I enjoyed confessing my sins last time, but I can think of plenty more, and so I’m back to share my horrible deeds! Check out the first installment at this link.

Gotta Get that Pump

I imagine a lot of guys into weight lifting, however big, will find comfort in knowing that they are not the only ones who go quickly “pump iron” shortly before going out to meet someone, especially of a romantic interest! We just wanna look our best. So I do this, too? Guilty!

If I were some hulking great big monster I probably wouldn’t bother, but I’m 6ft tall, and have too much body fat to be comfortable going around in tight, flashy shirts; I’m probably too reserved for that stuff anyway.

My Baldness Is Not Entirely by Choice

I tend to tell people I chose to be bald, and that I love it. My head isn’t super-shiny, but it’s still about as bald as you can get with a regular electric razor.

The thing is, I have something called folliculitis, described as “inflammation of the hair follicles,” so it’s easier for me to have no hair than the nice long hair I had some years ago. Folliculitis essentially means pain, potential for a spotty mess if I let it grow out and stop treating it, and, in my case, a frequent need for a cream in order to treat it.

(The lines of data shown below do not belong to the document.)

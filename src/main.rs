use tracing_subscriber::{fmt, EnvFilter};

mod cli;

fn main() -> anyhow::Result<()> {
    fmt()
        .with_env_filter(EnvFilter::try_from_default_env().unwrap_or_else(|_| EnvFilter::new("warn")))
        .with_writer(std::io::stderr)
        .init();

    cli::run()
}
//! Command-line surface: argument parsing, prompts and rendering.

use std::io;
use std::path::PathBuf;

use anyhow::Result;
use clap::{CommandFactory, Parser, Subcommand};
use clap_complete::Shell;
use console::style;
use dialoguer::{Confirm, Input, Select};
use uuid::Uuid;

use jobtrack::config::Config;
use jobtrack::github::{StarError, StarService};
use jobtrack::schema::{Application, Status};
use jobtrack::storage::JsonFileStorage;
use jobtrack::store::ApplicationStore;
use jobtrack::{attach, date, selectors, stats, StatusFilter};

#[derive(Parser)]
#[command(name = "jobtrack", version, about = "Track job applications from the terminal")]
pub struct Cli {
    #[command(subcommand)]
    command: Command,
}

#[derive(Subcommand)]
enum Command {
    /// Add an application interactively
    Add,
    /// List applications, optionally filtered
    List {
        /// Only show applications in this status
        #[arg(long, value_parser = parse_status)]
        status: Option<Status>,
        /// Case-insensitive match on company or role
        #[arg(long)]
        search: Option<String>,
    },
    /// Show one application in full
    Show { id: String },
    /// Move an application to a new status
    #[command(name = "status")]
    SetStatus {
        id: String,
        #[arg(value_parser = parse_status)]
        status: Status,
    },
    /// Delete an application
    Delete {
        id: String,
        /// Skip the confirmation prompt
        #[arg(long)]
        yes: bool,
    },
    /// Dashboard: totals, rates and resume usage
    Stats,
    /// Star count of the configured GitHub repository
    Stars,
    /// Generate shell completions
    Completions { shell: Shell },
}

fn parse_status(s: &str) -> Result<Status, String> {
    s.parse().map_err(|err: anyhow::Error| err.to_string())
}

pub fn run() -> Result<()> {
    let cli = Cli::parse();
    let config = Config::load()?;

    match cli.command {
        Command::Add => {
            let mut store = open_store(&config)?;
            add(&mut store)
        }
        Command::List { status, search } => {
            let mut store = open_store(&config)?;
            store.load()?;
            let filter = status.map_or(StatusFilter::All, StatusFilter::Only);
            list(store.applications(), search.as_deref().unwrap_or(""), filter);
            Ok(())
        }
        Command::Show { id } => {
            let mut store = open_store(&config)?;
            store.load()?;
            show(store.applications(), &id);
            Ok(())
        }
        Command::SetStatus { id, status } => {
            let mut store = open_store(&config)?;
            store.load()?;
            set_status(&mut store, &id, status)
        }
        Command::Delete { id, yes } => {
            let mut store = open_store(&config)?;
            store.load()?;
            delete(&mut store, &id, yes)
        }
        Command::Stats => {
            let mut store = open_store(&config)?;
            store.load()?;
            dashboard(store.applications());
            Ok(())
        }
        Command::Stars => {
            stars(&config);
            Ok(())
        }
        Command::Completions { shell } => {
            clap_complete::generate(shell, &mut Cli::command(), "jobtrack", &mut io::stdout());
            Ok(())
        }
    }
}

fn open_store(config: &Config) -> Result<ApplicationStore<JsonFileStorage>> {
    Ok(ApplicationStore::new(JsonFileStorage::new(config.data_dir()?)))
}

fn add(store: &mut ApplicationStore<JsonFileStorage>) -> Result<()> {
    store.load()?;

    let company_name = required_input("Company")?;
    let role = required_input("Role")?;
    let location: String = Input::new()
        .with_prompt("Location")
        .default("Remote".to_string())
        .interact_text()?;

    let items: Vec<&str> = Status::ALL.iter().map(Status::as_str).collect();
    let picked = Select::new()
        .with_prompt("Status")
        .items(&items)
        .default(0)
        .interact()?;
    let status = Status::ALL[picked];

    let resume_name = required_input("Resume used")?;
    let resume_path: String = Input::new()
        .with_prompt("Resume PDF path (empty to skip)")
        .allow_empty(true)
        .interact_text()?;
    let resume_file = if resume_path.trim().is_empty() {
        None
    } else {
        match attach::read_resume(&PathBuf::from(resume_path.trim())) {
            Ok(file) => {
                println!("{}", style("PDF attached").green());
                Some(file)
            }
            Err(err) => {
                // Add continues without an attachment, as if none was picked.
                println!("{}", style(format!("{err}")).red());
                None
            }
        }
    };

    let job_description: String = Input::new()
        .with_prompt("Job description (empty to skip)")
        .allow_empty(true)
        .interact_text()?;
    let notes: String = Input::new()
        .with_prompt("Notes (empty to skip)")
        .allow_empty(true)
        .interact_text()?;

    let app = Application {
        id: Uuid::new_v4().to_string(),
        company_name,
        role,
        location,
        status,
        resume_name,
        resume_file,
        notes,
        job_description,
        date_applied: date::today_display(),
    };
    let id = app.id.clone();
    store.add(app)?;
    println!("{} {}", style("Added").green().bold(), style(id).dim());
    Ok(())
}

fn required_input(prompt: &str) -> Result<String> {
    let value: String = Input::new()
        .with_prompt(prompt)
        .validate_with(|input: &String| -> Result<(), &str> {
            if input.trim().is_empty() {
                Err("required")
            } else {
                Ok(())
            }
        })
        .interact_text()?;
    Ok(value.trim().to_string())
}

fn list(apps: &[Application], search: &str, filter: StatusFilter) {
    let filtered = selectors::filter_applications(apps, search, filter);
    if filtered.is_empty() {
        println!("{}", style("No applications found").dim());
        return;
    }
    for app in &filtered {
        print_row(app);
    }
    println!(
        "\n{}",
        style(format!("{} of {} applications", filtered.len(), apps.len())).dim()
    );
}

fn print_row(app: &Application) {
    println!(
        "{}  {} — {}  [{}]  {}",
        style(&app.id[..8.min(app.id.len())]).dim(),
        style(&app.company_name).bold(),
        app.role,
        status_style(app.status),
        style(&app.date_applied).dim()
    );
}

fn status_style(status: Status) -> console::StyledObject<&'static str> {
    let text = status.as_str();
    match status {
        Status::Applied => style(text).blue(),
        Status::Pending => style(text).yellow(),
        Status::Interviewing => style(text).cyan(),
        Status::Offer => style(text).green(),
        Status::Rejected => style(text).red(),
        Status::Ghosted => style(text).dim(),
    }
}

fn show(apps: &[Application], id: &str) {
    let Some(app) = selectors::by_id(apps, id) else {
        println!("{}", style("Application not found").red());
        return;
    };
    println!("{}", style(&app.company_name).bold().underlined());
    println!("Role:       {}", app.role);
    println!("Location:   {}", app.location);
    println!("Status:     {}", status_style(app.status));
    println!("Applied:    {}", app.date_applied);
    println!("Resume:     {}", app.resume_name);
    if let Some(file) = &app.resume_file {
        println!("Attachment: {} ({})", file.name, file.mime_type);
    }
    if !app.job_description.is_empty() {
        println!("\n{}\n{}", style("Job description").bold(), app.job_description);
    }
    if !app.notes.is_empty() {
        println!("\n{}\n{}", style("Notes").bold(), app.notes);
    }
    println!("\n{}", style(&app.id).dim());
}

fn set_status(
    store: &mut ApplicationStore<JsonFileStorage>,
    id: &str,
    status: Status,
) -> Result<()> {
    if selectors::by_id(store.applications(), id).is_none() {
        println!("{}", style("Application not found").red());
        return Ok(());
    }
    store.update_status(id, status)?;
    println!("{} {}", style("Status set to").green(), status_style(status));
    Ok(())
}

fn delete(store: &mut ApplicationStore<JsonFileStorage>, id: &str, yes: bool) -> Result<()> {
    let Some(app) = selectors::by_id(store.applications(), id) else {
        println!("{}", style("Application not found").red());
        return Ok(());
    };
    if !yes {
        let prompt = format!("Delete {} — {}?", app.company_name, app.role);
        if !Confirm::new().with_prompt(prompt).default(false).interact()? {
            return Ok(());
        }
    }
    store.delete(id)?;
    println!("{}", style("Deleted").green());
    Ok(())
}

fn dashboard(apps: &[Application]) {
    let stats_record = stats::calculate_stats(apps);
    println!("{}", style("Dashboard").bold().underlined());
    println!("Total:         {}", stats_record.total);
    println!("Applied:       {}", stats_record.applied);
    println!("Pending:       {}", stats_record.pending);
    println!("Interviewing:  {}", stats_record.interviews);
    println!("Offers:        {}", stats_record.offers);
    println!("Rejected:      {}", stats_record.rejected);
    println!("This week:     {}", stats::weekly_count(apps));
    println!(
        "Interview rate: {}%   Response rate: {}%",
        stats::progress_percentage(&stats_record),
        stats::response_rate(&stats_record)
    );

    let resumes = selectors::unique_resumes(apps);
    if !resumes.is_empty() {
        println!("\n{}", style("Resumes").bold());
        for name in resumes {
            println!("  {name}: {} uses", selectors::resume_usage_count(apps, name));
        }
    }

    let recent = selectors::recent(apps, 5);
    if !recent.is_empty() {
        println!("\n{}", style("Recent").bold());
        for app in recent {
            print_row(app);
        }
    }
}

fn stars(config: &Config) {
    let Ok(cache_dir) = config.cache_dir() else {
        println!("{}", style("★ —").dim());
        return;
    };
    let service = StarService::new(config.github.clone(), cache_dir);
    if !service.is_configured() {
        println!("{}", style("No GitHub repository configured").dim());
        return;
    }
    match service.stars() {
        Ok(count) => {
            let url = service.repo_url().unwrap_or_default();
            println!("★ {count}  {}", style(url).dim());
        }
        Err(StarError::Unconfigured) => {
            println!("{}", style("No GitHub repository configured").dim());
        }
        Err(err) => {
            tracing::warn!(%err, "star fetch failed");
            println!("{}", style("★ —").dim());
        }
    }
}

While I did initially choose baldness as an escape from the very long hair I once had, I’m not exactly choosing to stay bald. Luckily, I think I pull it off quite well. I just hope being bald doesn’t make me look terminally ill or as though I’m so old that my hair has abandoned me.

The Magic of a Ring

For a while now, I’ve always worn a silver ring on my right hand. I sometimes like to imagine what it would be like to have a wedding ring on the left. I might even put the ring on the finger for the full effect.

Maybe I’m being a bit girly—I should probably go chug some strong whiskey and talk about big boobs while whistling at random women who walk by, but I don’t drink whiskey.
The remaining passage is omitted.